Design thinking is a human-centered problem-solving approach, popularized by design studio IDEO in the 1990s. In the past 25 years, it has expanded all over the world. From small start-ups to the biggest players in the market, to NGOs and government institutions. Successful teams have adopted the methodology and applied it to their most daunting challenges.
It’s about how you approach problems and challenges and how you define solutions. The overall objective is to generate innovative concepts based on a deep understanding of what people need and want. The customer or target group is always at the centre of the different process phases.
Constant and fast iterations with multidisciplinary teams is a must. There is a large set of tools available that can be applied in each phase. By putting the user and customer at the heart of the process and by involving them throughout the different phases, uncertainty can be reduced, and chances of success substantially increase.
Phase 1 of the process - Understand - is about collecting and validating existing information, getting a common understanding and different perspectives on what you want to solve, and building assumptions that can later be tested and discussed with real customers or people who will be affected by the later solution.
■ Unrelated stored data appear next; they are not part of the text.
//! # Resistor Pair
//!
//! Brute-force calculators for picking standard E24 resistors.
//!
//! This library provides:
//! - The E24 value catalog (1 Ω to 910 kΩ, 144 values)
//! - Parallel resistance and voltage divider algebra
//! - Exhaustive best-pair searches for a target parallel resistance, or for
//!   a target divider output under a current limit
//! - Shorthand notation (`4k7`) parsing and formatting
//!
//! ## Architecture
//!
//! - [`catalog`] - The standard value catalog
//! - [`circuit`] - Parallel and voltage divider formulas
//! - [`search`] - Pairwise search with first-found tie-breaking
//! - [`notation`] - Shorthand parser and formatter
//! - [`prompt`] - Interactive stdin prompts (CLI only)
//!
//! ## Usage
//!
//! ### Native CLI
//!
//! ```bash
//! rpair parallel 1k2
//! rpair divider --vin 5 --vout 3.3 --max-current 10
//! ```
//!
//! ### Library
//!
//! ```
//! use resistor_pair::{find_best_parallel_combination, find_resistor_values, DividerTarget};
//!
//! let pair = find_best_parallel_combination(500.0).unwrap();
//! assert_eq!((pair.r1, pair.r2), (750.0, 1500.0));
//!
//! let target = DividerTarget::new(5.0, 3.3).with_max_current_ma(10.0);
//! let divider = find_resistor_values(&target).unwrap();
//! assert!(divider.current <= 0.01);
//! ```
//!
//! ### WASM
//!
//! ```javascript
//! import { find_parallel } from 'resistor_pair';
//!
//! const pair = find_parallel(500);
//! console.log(pair.r1, pair.r2, pair.error);
//! ```

pub mod catalog;
pub mod circuit;
pub mod error;
pub mod notation;
pub mod search;

#[cfg(feature = "cli")]
pub mod prompt;

// Re-export main types for convenience
pub use catalog::{all_resistor_values, is_standard_value};
pub use error::{CalcError, Result};
pub use search::{
    find_best_parallel_combination, find_resistor_values, DividerMatch, DividerTarget,
    ParallelMatch,
};

// WASM bindings
#[cfg(feature = "wasm")]
mod wasm;

#[cfg(feature = "wasm")]
pub use wasm::{WasmDividerMatch, WasmParallelMatch};

/// Milliamps in one amp; current limits are given in mA.
pub const MILLIAMPS_PER_AMP: f64 = 1e3;
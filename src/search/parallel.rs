//! Closest parallel pair to a target resistance.

use log::{debug, info};

use crate::catalog::catalog;
use crate::circuit::parallel_resistance;
use crate::error::{CalcError, Result};

use super::BestPair;

/// The best parallel pair for a target resistance.
#[derive(Debug, Clone, Copy, PartialEq)]
pub struct ParallelMatch {
    pub r1: f64,
    pub r2: f64,
    /// `|target - (r1 || r2)|` in ohms
    pub error: f64,
}

impl ParallelMatch {
    /// Equivalent resistance of the pair.
    pub fn resistance(&self) -> f64 {
        self.r1 * self.r2 / (self.r1 + self.r2)
    }
}

/// Find the two catalog values whose parallel combination is closest to
/// `target` ohms.
///
/// All 144 x 144 ordered pairs are scored. On equal error the pair with the
/// smaller `r1`, then the smaller `r2`, wins.
pub fn find_best_parallel_combination(target: f64) -> Result<ParallelMatch> {
    if !(target.is_finite() && target > 0.0) {
        return Err(CalcError::invalid_target("target resistance", target));
    }

    let values = catalog();
    let mut best = BestPair::new();

    for &r1 in values {
        for &r2 in values {
            let equivalent = parallel_resistance(&[r1, r2])?;
            let error = (target - equivalent).abs();
            if best.offer(r1, r2, error) {
                debug!("new best: R1={r1} R2={r2} error={error:.6}");
            }
        }
    }

    let (r1, r2, error) = best
        .into_pair()
        .ok_or_else(|| CalcError::invalid_target("target resistance", target))?;

    info!("best parallel pair for {target} ohm: R1={r1} R2={r2} error={error:.6}");

    Ok(ParallelMatch { r1, r2, error })
}

#[cfg(test)]
mod tests {
    use super::*;
    use approx::assert_relative_eq;

    #[test]
    fn test_exact_match_found_first() {
        // 750 || 1500 = 500 comes before 1000 || 1000 in scan order
        let m = find_best_parallel_combination(500.0).unwrap();
        assert_eq!((m.r1, m.r2), (750.0, 1500.0));
        assert_eq!(m.error, 0.0);
        assert_relative_eq!(m.resistance(), 500.0);
    }

    #[test]
    fn test_deterministic() {
        let a = find_best_parallel_combination(500.0).unwrap();
        let b = find_best_parallel_combination(500.0).unwrap();
        assert_eq!(a, b);
    }

    #[test]
    fn test_inexact_target() {
        let m = find_best_parallel_combination(1234.0).unwrap();
        assert_eq!((m.r1, m.r2), (1300.0, 24000.0));
        assert_relative_eq!(m.error, 0.798_418_972_332, epsilon = 1e-9);
    }

    #[test]
    fn test_targets_outside_catalog_range() {
        // Below 1 || 1
        let low = find_best_parallel_combination(0.4).unwrap();
        assert_eq!((low.r1, low.r2), (1.0, 1.0));
        assert_relative_eq!(low.error, 0.1, epsilon = 1e-12);

        // Above 910k || 910k
        let high = find_best_parallel_combination(2_000_000.0).unwrap();
        assert_eq!((high.r1, high.r2), (910_000.0, 910_000.0));
        assert_relative_eq!(high.error, 1_545_000.0, epsilon = 1e-6);
    }

    #[test]
    fn test_rejects_bad_target() {
        assert!(find_best_parallel_combination(0.0).is_err());
        assert!(find_best_parallel_combination(-5.0).is_err());
        assert!(find_best_parallel_combination(f64::NAN).is_err());
        assert!(find_best_parallel_combination(f64::INFINITY).is_err());
    }
}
Phase 2 - Observe - is all about research and understanding the target audience. The objective is to talk to real or potential customers or users in order to gain empathy, discover their needs, wants and desires and to explore their behaviours and context. This is done by talking to them, conducting interviews or through observation.
Phase 3 - Synthesis - is about analysing, structuring and prioritising all gathered information to connect the dots and to make sense of the research findings. The objective is to extract key insights and to turn them into actionable opportunities. This is done by deriving personas and defining the point of view that represents the main need of a persona, hence your target group.
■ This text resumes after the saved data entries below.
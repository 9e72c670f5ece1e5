//! 病例提交演示程序
//!
//! 展示一次完整的视频模式提交：
//! - 编辑并持久化本地草稿
//! - 上传媒体、转写语音、启动三维重建
//! - 用户触发的状态查询与模型下载

use anyhow::Result;
use async_trait::async_trait;
use bytes::Bytes;
use scanahead::core::{
    CaptureMode, ClinicalSummary, JobHandle, MediaClip, ReconstructionStatus, ScanAheadError,
};
use scanahead::database::{CaseRecords, MemoryCaseRecords};
use scanahead::integration::{
    ArchiveFetcher, ReconstructionOptions, ReconstructionService, SummaryService,
    TranscriptionService,
};
use scanahead::admin::DraftConfig;
use scanahead::storage::StorageManager;
use scanahead::workflow::{
    DraftValidator, EnrichmentPipeline, ModelResolver, SubmissionPipeline, ValidationRules,
};
use std::io::Write;
use std::sync::atomic::{AtomicUsize, Ordering};
use std::sync::Arc;
use tracing::info;
use uuid::Uuid;

/// 本地转写服务
struct EchoTranscriber;

#[async_trait]
impl TranscriptionService for EchoTranscriber {
    async fn transcribe(&self, audio: Bytes, mime_type: &str) -> scanahead::core::Result<String> {
        info!("Transcribing {} bytes of {}", audio.len(), mime_type);
        Ok("My left knee has been swollen for two weeks and hurts on stairs.".to_string())
    }
}

/// 本地摘要服务
struct KeywordSummary;

#[async_trait]
impl SummaryService for KeywordSummary {
    async fn summarize(&self, text: &str) -> scanahead::core::Result<ClinicalSummary> {
        let symptoms = ["swollen", "hurts", "pain"]
            .iter()
            .filter(|word| text.contains(*word))
            .map(|word| word.to_string())
            .collect();
        Ok(ClinicalSummary {
            symptoms,
            duration: "2 weeks".to_string(),
            severity: "Moderate".to_string(),
            concerns: "None noted".to_string(),
        })
    }
}

/// 第二次查询起返回成功的重建服务
struct ScriptedReconstruction {
    polls: AtomicUsize,
}

#[async_trait]
impl ReconstructionService for ScriptedReconstruction {
    async fn start_job(
        &self,
        video: Bytes,
        _mime_type: &str,
        options: &ReconstructionOptions,
    ) -> scanahead::core::Result<JobHandle> {
        info!("Starting job for {} bytes ({})", video.len(), options.file_format);
        Ok(JobHandle::new(format!("demo-{}", Uuid::new_v4().simple())))
    }

    async fn poll_status(&self, _job: &JobHandle) -> scanahead::core::Result<ReconstructionStatus> {
        match self.polls.fetch_add(1, Ordering::SeqCst) {
            0 => Ok(ReconstructionStatus::Processing),
            _ => Ok(ReconstructionStatus::Succeeded),
        }
    }

    async fn fetch_result_location(&self, job: &JobHandle) -> scanahead::core::Result<String> {
        Ok(format!("https://models.example.com/{}.zip", job))
    }
}

/// 生成压缩包的下载器
struct ZipFetcher;

#[async_trait]
impl ArchiveFetcher for ZipFetcher {
    async fn fetch_archive(&self, url: &str) -> scanahead::core::Result<Bytes> {
        info!("Fetching archive {}", url);
        let mut writer = zip::ZipWriter::new(std::io::Cursor::new(Vec::new()));
        let options = zip::write::SimpleFileOptions::default();
        let mut add = |name: &str, data: &[u8]| -> std::io::Result<()> {
            writer.start_file(name, options).map_err(std::io::Error::other)?;
            writer.write_all(data)
        };
        add("textures/diffuse.png", b"\x89PNG")?;
        add("model.GLB", b"glTF\x02\x00\x00\x00")?;
        let cursor = writer
            .finish()
            .map_err(|e| ScanAheadError::Extraction(e.to_string()))?;
        Ok(Bytes::from(cursor.into_inner()))
    }
}

#[tokio::main]
async fn main() -> Result<()> {
    // 初始化日志
    tracing_subscriber::fmt().with_env_filter("info").init();

    println!("🩺 ScanAhead病例提交演示");
    println!("================================");

    let drafts = DraftConfig {
        dir: std::env::temp_dir().join("scanahead-demo"),
        ..DraftConfig::default()
    };
    let session = drafts.open_session().await;

    println!("\n📝 编辑草稿...");
    session.update(|draft| {
        draft.appointment.patient_name = "Ada Lovelace".to_string();
        draft.appointment.email = "ada@example.com".to_string();
        draft.appointment.preferred_date = "2026-11-02".to_string();
        draft.appointment.preferred_time = "09:30".to_string();
        draft.appointment.chief_complaint = "Swollen knee".to_string();
        draft.body_part = "Left knee".to_string();
    });
    session.update(|draft| {
        draft.set_capture_mode(CaptureMode::Video);
        draft.video = Some(MediaClip::new("video/webm;codecs=vp9", vec![0u8; 2048]));
        draft.audio = Some(MediaClip::new("audio/webm", vec![1u8; 512]));
    });
    session.flush().await;
    println!("  草稿已保存到 {}", drafts.dir.display());

    let storage = Arc::new(StorageManager::in_memory());
    let records = Arc::new(MemoryCaseRecords::new());
    let reconstruction: Arc<dyn ReconstructionService> = Arc::new(ScriptedReconstruction {
        polls: AtomicUsize::new(0),
    });

    let pipeline = SubmissionPipeline::new(
        DraftValidator::new(ValidationRules::default())?,
        storage.clone(),
        records.clone(),
        EnrichmentPipeline::new(Some(Arc::new(EchoTranscriber)), Some(Arc::new(KeywordSummary))),
        Some(reconstruction.clone()),
        ReconstructionOptions::default(),
    );

    println!("\n📤 提交病例...");
    let receipt = pipeline.submit_draft(Uuid::new_v4(), &session).await?;
    println!("  预约: {}", receipt.appointment_id);
    println!("  音频: {}", receipt.audio_path);
    println!("  视频: {}", receipt.video_path.as_deref().unwrap_or("-"));
    println!("  转写: {}", receipt.transcription_state.as_str());
    println!("  重建状态: {}", receipt.model_state.label());
    println!("  草稿已清除: {}", session.current().is_none());

    let resolver = ModelResolver::new(
        records.clone(),
        storage.clone(),
        Some(reconstruction),
        Arc::new(ZipFetcher),
    );

    println!("\n🔄 查询重建状态...");
    let state = resolver.check_status(&receipt.submission_id).await?;
    println!("  当前状态: {}", state.label());

    println!("\n📦 获取三维模型...");
    let resolved = resolver.resolve_model(&receipt.submission_id).await?;
    println!("  模型路径: {}", resolved.model_path);

    let again = resolver.resolve_model(&receipt.submission_id).await?;
    println!("  再次获取直接返回: {}", again.short_circuited);

    if let Some(case) = records.get_case(&receipt.appointment_id).await? {
        if let Some(submission) = case.submission {
            println!("\n📋 病例记录");
            println!("  患者: {}", case.appointment.patient_name);
            println!("  转写: {}", submission.transcription_display());
            if let Some(summary) = submission.ai_summary {
                println!("  症状: {}", summary.symptoms.join(", "));
            }
            println!(
                "  模型: {}",
                submission.model_path.as_deref().unwrap_or("-")
            );
        }
    }

    session.close().await;
    println!("\n✅ 演示完成");
    Ok(())
}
Phase 4 - Ideation - is all about creativity and coming up with unexpected solutions that address the customers‘ real needs and wants.
Phase 5 - Prototype - is about making the ideas and solutions tangible and experienceable. From storytelling, role plays, paper mock-ups to building the idea with Lego - everything that allows you to interact with your target group is allowed.
In Phase 6 - Test - the objective is to test your prototypes with users and customers to receive feedback and learn in order to understand if the solution properly addresses their needs. It’s about validating assumptions and the desirability of the solution before investing more budget in the development.